As delivery drivers continue to act as the face of online retailers, the safety of consumers becomes a top priority for third-party delivery providers as well. Delivery players and logistics companies in the region have stepped up their service offerings to avoid human-to-human transmission of the virus. To reduce the amount of contact between drivers and consumers, delivery companies such as Grab, Deliveroo and ourselves have implemented contactless deliveries. This has allowed J&T Express to reduce the risks of virus transmission while still keeping its customers’ businesses going and ensuring products and supplies are delivered to consumers.
Resilience and adaptability key to long-term success
Companies are facing tremendous challenges in maintaining the flow of goods and services while the movements of goods, people and even vehicles are restricted. In an increasingly digital world, and as COVID-19 continues to impact lives and businesses, the role of delivery players will only continue to become more important as the last touchpoint of the supply chain, which often means serving as the only time consumers interact face-to-face with brands.
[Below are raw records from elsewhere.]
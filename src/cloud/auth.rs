//! Authentication
//!
//! Resolves the IAM token used for API calls and the default
//! region/project from the environment.

use crate::config::Config;
use crate::error::{Error, Result};
use std::fmt;

/// Header carrying the IAM token on every request
pub const AUTH_HEADER: &str = "X-Auth-Token";

/// Credentials holder
#[derive(Clone)]
pub struct Credentials {
    token: String,
}

impl fmt::Debug for Credentials {
    fn fmt(&self, f: &mut fmt::Formatter<'_>) -> fmt::Result {
        // Security: never print the token
        f.debug_struct("Credentials").field("token", &"***").finish()
    }
}

impl Credentials {
    pub fn new(token: impl Into<String>) -> Self {
        Self {
            token: token.into(),
        }
    }

    /// Resolve credentials (HCSO_AUTH_TOKEN > config file)
    pub fn resolve(config: &Config) -> Result<Self> {
        let token = std::env::var("HCSO_AUTH_TOKEN")
            .ok()
            .filter(|t| !t.trim().is_empty())
            .or_else(|| config.auth_token.clone())
            .ok_or_else(|| {
                Error::Config("no auth token; set HCSO_AUTH_TOKEN".to_string())
            })?;

        Ok(Self::new(token.trim()))
    }

    pub fn token(&self) -> &str {
        &self.token
    }
}

/// Validate a region name, e.g. `cn-north-4` or `ap-southeast-1`
/// Lowercase letters, digits and hyphens, at least two segments
pub fn validate_region(region: &str) -> bool {
    if region.is_empty() || region.len() > 64 {
        return false;
    }
    if region.starts_with('-') || region.ends_with('-') || !region.contains('-') {
        return false;
    }
    region
        .chars()
        .all(|c| c.is_ascii_lowercase() || c.is_ascii_digit() || c == '-' || c == '_')
}

/// Validate a project ID: 32 lowercase hex characters
pub fn validate_project_id(project: &str) -> bool {
    project.len() == 32 && project.chars().all(|c| c.is_ascii_hexdigit() && !c.is_ascii_uppercase())
}

/// Read the default region from the environment
/// Security: Validates region format before returning
pub fn get_default_region() -> Option<String> {
    for var in ["HCSO_REGION_NAME", "HW_REGION_NAME"] {
        if let Ok(region) = std::env::var(var) {
            if validate_region(&region) {
                return Some(region);
            }
            tracing::warn!("Invalid region format in {}", var);
        }
    }
    None
}

/// Read the default project ID from the environment
pub fn get_default_project() -> Option<String> {
    for var in ["HCSO_PROJECT_ID", "HW_PROJECT_ID"] {
        if let Ok(project) = std::env::var(var) {
            if validate_project_id(&project) {
                return Some(project);
            }
            tracing::warn!("Invalid project ID format in {}", var);
        }
    }
    None
}
//! Configuration Management
//!
//! Handles persistent configuration storage for hcso. Values resolve in
//! the order CLI flag > config file > environment.

use anyhow::Result;
use serde::{Deserialize, Serialize};
use std::collections::HashMap;
use std::path::PathBuf;
use std::time::Duration;

/// Default cloud domain used to build service endpoints
pub const DEFAULT_CLOUD: &str = "myhuaweicloud.com";

/// Default request timeout
const DEFAULT_TIMEOUT_SECS: u64 = 60;

/// Default bound on pages followed by a single read
pub const DEFAULT_MAX_PAGES: usize = 1000;

/// Provider configuration
#[derive(Debug, Clone, Serialize, Deserialize, Default)]
pub struct Config {
    #[serde(default)]
    pub region: Option<String>,
    #[serde(default)]
    pub project_id: Option<String>,
    /// Cloud domain, e.g. `myhuaweicloud.com`
    #[serde(default)]
    pub cloud: Option<String>,
    /// IAM token. Prefer HCSO_AUTH_TOKEN over storing it on disk.
    #[serde(default, skip_serializing_if = "Option::is_none")]
    pub auth_token: Option<String>,
    /// Per-service endpoint overrides, keyed by service name (`vpc`, `workspace`)
    #[serde(default)]
    pub endpoints: HashMap<String, String>,
    #[serde(default)]
    pub timeout_secs: Option<u64>,
    #[serde(default)]
    pub max_pages: Option<usize>,
}

impl Config {
    /// Get the config file path
    fn config_path() -> Option<PathBuf> {
        dirs::config_dir().map(|p| p.join("hcso").join("config.json"))
    }

    /// Load configuration from disk
    pub fn load() -> Self {
        let Some(path) = Self::config_path() else {
            return Self::default();
        };

        if !path.exists() {
            return Self::default();
        }

        match std::fs::read_to_string(&path) {
            Ok(content) => serde_json::from_str(&content).unwrap_or_else(|e| {
                tracing::warn!("Ignoring unreadable config {:?}: {}", path, e);
                Self::default()
            }),
            Err(_) => Self::default(),
        }
    }

    /// Save configuration to disk
    pub fn save(&self) -> Result<()> {
        let Some(path) = Self::config_path() else {
            return Ok(());
        };

        if let Some(parent) = path.parent() {
            std::fs::create_dir_all(parent)?;
        }

        let content = serde_json::to_string_pretty(self)?;
        std::fs::write(&path, content)?;

        Ok(())
    }

    /// Copy safe to print: a stored token is masked
    pub fn redacted(&self) -> Self {
        Self {
            auth_token: self.auth_token.as_ref().map(|_| "****".to_string()),
            ..self.clone()
        }
    }

    /// Get effective region (config > environment)
    pub fn effective_region(&self) -> Option<String> {
        self.region
            .clone()
            .or_else(crate::cloud::auth::get_default_region)
    }

    /// Get effective project ID (config > environment)
    pub fn effective_project(&self) -> Option<String> {
        self.project_id
            .clone()
            .or_else(crate::cloud::auth::get_default_project)
    }

    /// Get effective cloud domain
    pub fn effective_cloud(&self) -> String {
        self.cloud
            .clone()
            .or_else(|| std::env::var("HCSO_CLOUD").ok())
            .unwrap_or_else(|| DEFAULT_CLOUD.to_string())
    }

    pub fn timeout(&self) -> Duration {
        Duration::from_secs(self.timeout_secs.unwrap_or(DEFAULT_TIMEOUT_SECS))
    }

    pub fn max_pages(&self) -> usize {
        self.max_pages.unwrap_or(DEFAULT_MAX_PAGES).max(1)
    }

    /// Set region and save
    pub fn set_region(&mut self, region: &str) -> Result<()> {
        self.region = Some(region.to_string());
        self.save()
    }

    /// Set project and save
    pub fn set_project(&mut self, project_id: &str) -> Result<()> {
        self.project_id = Some(project_id.to_string());
        self.save()
    }
}
//! Multi-step test runner
//!
//! A [`TestCase`] drives a [`Provisioner`] through its steps:
//!
//! - `Apply`: apply the config, refresh, require an empty diff between the
//!   applied and refreshed state and an empty plan against the refreshed
//!   state, then run every check and report all failures together.
//! - `Import`: import the resource by the ID held in state and compare the
//!   imported attributes with state, skipping ignored key prefixes.
//!
//! After the last step (or the first failure) the provisioner destroys
//! everything and the bound [`ResourceCheck`] confirms the object is gone.

use super::check::{Check, ResourceCheck};
use super::state::{diff_attributes, diff_states, AttributeDiff, ResourceState, TestState};
use crate::error::{Error, Result};
use async_trait::async_trait;
use std::fmt;
use thiserror::Error as ThisError;

/// Applies configurations and reports the resulting state
#[async_trait]
pub trait Provisioner: Send {
    type Config: Send + Sync;

    async fn apply(&mut self, config: &Self::Config) -> Result<TestState>;
    async fn refresh(&mut self) -> Result<TestState>;
    /// Changes still needed to bring `state` to `config`
    async fn plan(
        &mut self,
        config: &Self::Config,
        state: &TestState,
    ) -> Result<Vec<AttributeDiff>>;
    async fn import(&mut self, resource_name: &str, id: &str) -> Result<ResourceState>;
    async fn destroy(&mut self) -> Result<()>;
}

/// One step of a test case
#[derive(Debug, Clone)]
pub enum TestStep<C> {
    Apply {
        config: C,
        checks: Vec<Check>,
    },
    Import {
        resource_name: String,
        /// Attribute key prefixes excluded from import verification
        verify_ignore: Vec<String>,
    },
}

impl<C> TestStep<C> {
    pub fn apply(config: C, checks: Vec<Check>) -> Self {
        TestStep::Apply { config, checks }
    }

    pub fn import(resource_name: &str, verify_ignore: &[&str]) -> Self {
        TestStep::Import {
            resource_name: resource_name.to_string(),
            verify_ignore: verify_ignore.iter().map(|s| s.to_string()).collect(),
        }
    }
}

/// Failure of a test case
#[derive(Debug, ThisError)]
pub enum HarnessError {
    #[error("step {step}: {source}")]
    Provider { step: usize, source: Error },

    #[error("step {step}: {resource} is not in state")]
    MissingResource { step: usize, resource: String },

    #[error("step {step}: plan not empty after apply: {}", Listed(.diffs))]
    NotConverged { step: usize, diffs: Vec<AttributeDiff> },

    #[error("step {step}: check failed: {}", .failures.join("; "))]
    CheckFailed { step: usize, failures: Vec<String> },

    #[error("step {step}: imported {resource} differs from state: {}", Listed(.diffs))]
    ImportMismatch {
        step: usize,
        resource: String,
        diffs: Vec<AttributeDiff>,
    },

    #[error("destroy: {0}")]
    Destroy(#[source] Error),
}

struct Listed<'a>(&'a [AttributeDiff]);

impl fmt::Display for Listed<'_> {
    fn fmt(&self, f: &mut fmt::Formatter<'_>) -> fmt::Result {
        for (i, diff) in self.0.iter().enumerate() {
            if i > 0 {
                f.write_str(", ")?;
            }
            write!(f, "{}", diff)?;
        }
        Ok(())
    }
}

/// A sequence of steps sharing one destroy check
pub struct TestCase<C> {
    pub resource_check: Option<ResourceCheck>,
    pub steps: Vec<TestStep<C>>,
}

impl<C: Send + Sync> TestCase<C> {
    pub fn new(resource_check: ResourceCheck, steps: Vec<TestStep<C>>) -> Self {
        Self {
            resource_check: Some(resource_check),
            steps,
        }
    }

    /// Run every step, then destroy. Returns the state after the last step.
    /// A step failure wins over a destroy failure.
    pub async fn run<P>(&self, provisioner: &mut P) -> std::result::Result<TestState, HarnessError>
    where
        P: Provisioner<Config = C>,
    {
        let mut state = TestState::new();
        let outcome = self.run_steps(provisioner, &mut state).await;
        let teardown = self.teardown(provisioner, &state).await;
        outcome?;
        teardown?;
        Ok(state)
    }

    async fn run_steps<P>(
        &self,
        provisioner: &mut P,
        state: &mut TestState,
    ) -> std::result::Result<(), HarnessError>
    where
        P: Provisioner<Config = C>,
    {
        for (index, step) in self.steps.iter().enumerate() {
            let step_no = index + 1;
            match step {
                TestStep::Apply { config, checks } => {
                    tracing::info!("Step {}: apply", step_no);
                    *state = self
                        .apply_step(provisioner, step_no, state, config, checks)
                        .await?;
                }
                TestStep::Import {
                    resource_name,
                    verify_ignore,
                } => {
                    tracing::info!("Step {}: import {}", step_no, resource_name);
                    import_step(provisioner, step_no, state, resource_name, verify_ignore).await?;
                }
            }
        }
        Ok(())
    }

    async fn apply_step<P>(
        &self,
        provisioner: &mut P,
        step: usize,
        previous: &TestState,
        config: &C,
        checks: &[Check],
    ) -> std::result::Result<TestState, HarnessError>
    where
        P: Provisioner<Config = C>,
    {
        let provider = |source| HarnessError::Provider { step, source };

        let applied = provisioner.apply(config).await.map_err(provider)?;
        for diff in diff_states(previous, &applied) {
            tracing::debug!("Step {}: {}", step, diff);
        }
        let refreshed = provisioner.refresh().await.map_err(provider)?;

        let diffs = diff_states(&applied, &refreshed);
        if !diffs.is_empty() {
            return Err(HarnessError::NotConverged { step, diffs });
        }
        let planned = provisioner.plan(config, &refreshed).await.map_err(provider)?;
        if !planned.is_empty() {
            return Err(HarnessError::NotConverged {
                step,
                diffs: planned,
            });
        }

        let mut failures = Vec::new();
        for check in checks {
            match check {
                Check::Exists => match &self.resource_check {
                    Some(rc) => {
                        if let Err(e) = rc.check_exists(&refreshed).await {
                            failures.push(format!("{}: {}", rc.resource_name(), e));
                        }
                    }
                    None => failures.push("exists check without a resource check".to_string()),
                },
                _ => {
                    if let Err(failure) = check.evaluate(&refreshed) {
                        failures.push(failure);
                    }
                }
            }
        }
        if !failures.is_empty() {
            return Err(HarnessError::CheckFailed { step, failures });
        }

        Ok(refreshed)
    }

    async fn teardown<P>(
        &self,
        provisioner: &mut P,
        state: &TestState,
    ) -> std::result::Result<(), HarnessError>
    where
        P: Provisioner<Config = C>,
    {
        tracing::info!("Destroying test resources");
        provisioner.destroy().await.map_err(HarnessError::Destroy)?;
        if let Some(rc) = &self.resource_check {
            rc.check_destroyed(state).await.map_err(HarnessError::Destroy)?;
        }
        Ok(())
    }
}

async fn import_step<P: Provisioner>(
    provisioner: &mut P,
    step: usize,
    state: &TestState,
    resource_name: &str,
    verify_ignore: &[String],
) -> std::result::Result<(), HarnessError> {
    let tracked = state
        .resource(resource_name)
        .ok_or_else(|| HarnessError::MissingResource {
            step,
            resource: resource_name.to_string(),
        })?;

    let imported = provisioner
        .import(resource_name, &tracked.id)
        .await
        .map_err(|source| HarnessError::Provider { step, source })?;

    let diffs: Vec<AttributeDiff> = diff_attributes(&tracked.attributes, &imported.attributes)
        .into_iter()
        .filter(|diff| !is_ignored(diff.key(), verify_ignore))
        .collect();
    if !diffs.is_empty() {
        return Err(HarnessError::ImportMismatch {
            step,
            resource: resource_name.to_string(),
            diffs,
        });
    }
    Ok(())
}

/// Prefix match on whole key segments: `ad_domain.0.password` ignores
/// `ad_domain.0.password` but not `ad_domain.0.password_hint`.
fn is_ignored(key: &str, prefixes: &[String]) -> bool {
    prefixes.iter().any(|prefix| {
        key.strip_prefix(prefix.as_str())
            .is_some_and(|rest| rest.is_empty() || rest.starts_with('.'))
    })
}

#[cfg(test)]
mod tests {
    use super::*;

    #[test]
    fn test_ignore_prefix_matches_segments() {
        let ignore = vec!["ad_domain.0.password".to_string(), "network_ids".to_string()];
        assert!(is_ignored("ad_domain.0.password", &ignore));
        assert!(!is_ignored("ad_domain.0.password_hint", &ignore));
        assert!(is_ignored("network_ids.#", &ignore));
        assert!(is_ignored("network_ids.1", &ignore));
        assert!(!is_ignored("vpc_id", &ignore));
    }

    #[test]
    fn test_step_builders() {
        let step: TestStep<()> = TestStep::import("hcso_workspace_service.test", &["ad_domain.0.password"]);
        match step {
            TestStep::Import {
                resource_name,
                verify_ignore,
            } => {
                assert_eq!(resource_name, "hcso_workspace_service.test");
                assert_eq!(verify_ignore, ["ad_domain.0.password"]);
            }
            TestStep::Apply { .. } => panic!("expected import step"),
        }
    }
}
Therefore, logistics players must be ready to work with their partners to broaden delivery options. After all, there is no one-size-fits-all delivery solution, especially in times of crises. It is only by being flexible that businesses and logistics partners can come together and discover new ways to deliver parcels.
Each industry and retail brand brings unique requirements that need to be met in order to ensure the best experience for consumers. As the resilience of the logistics industry is tested amid a surge in demand, businesses need to remain agile and adaptable to tackle constraints in operations, labour and supply and demand to ensure consumers are able to receive their parcels safely and effectively.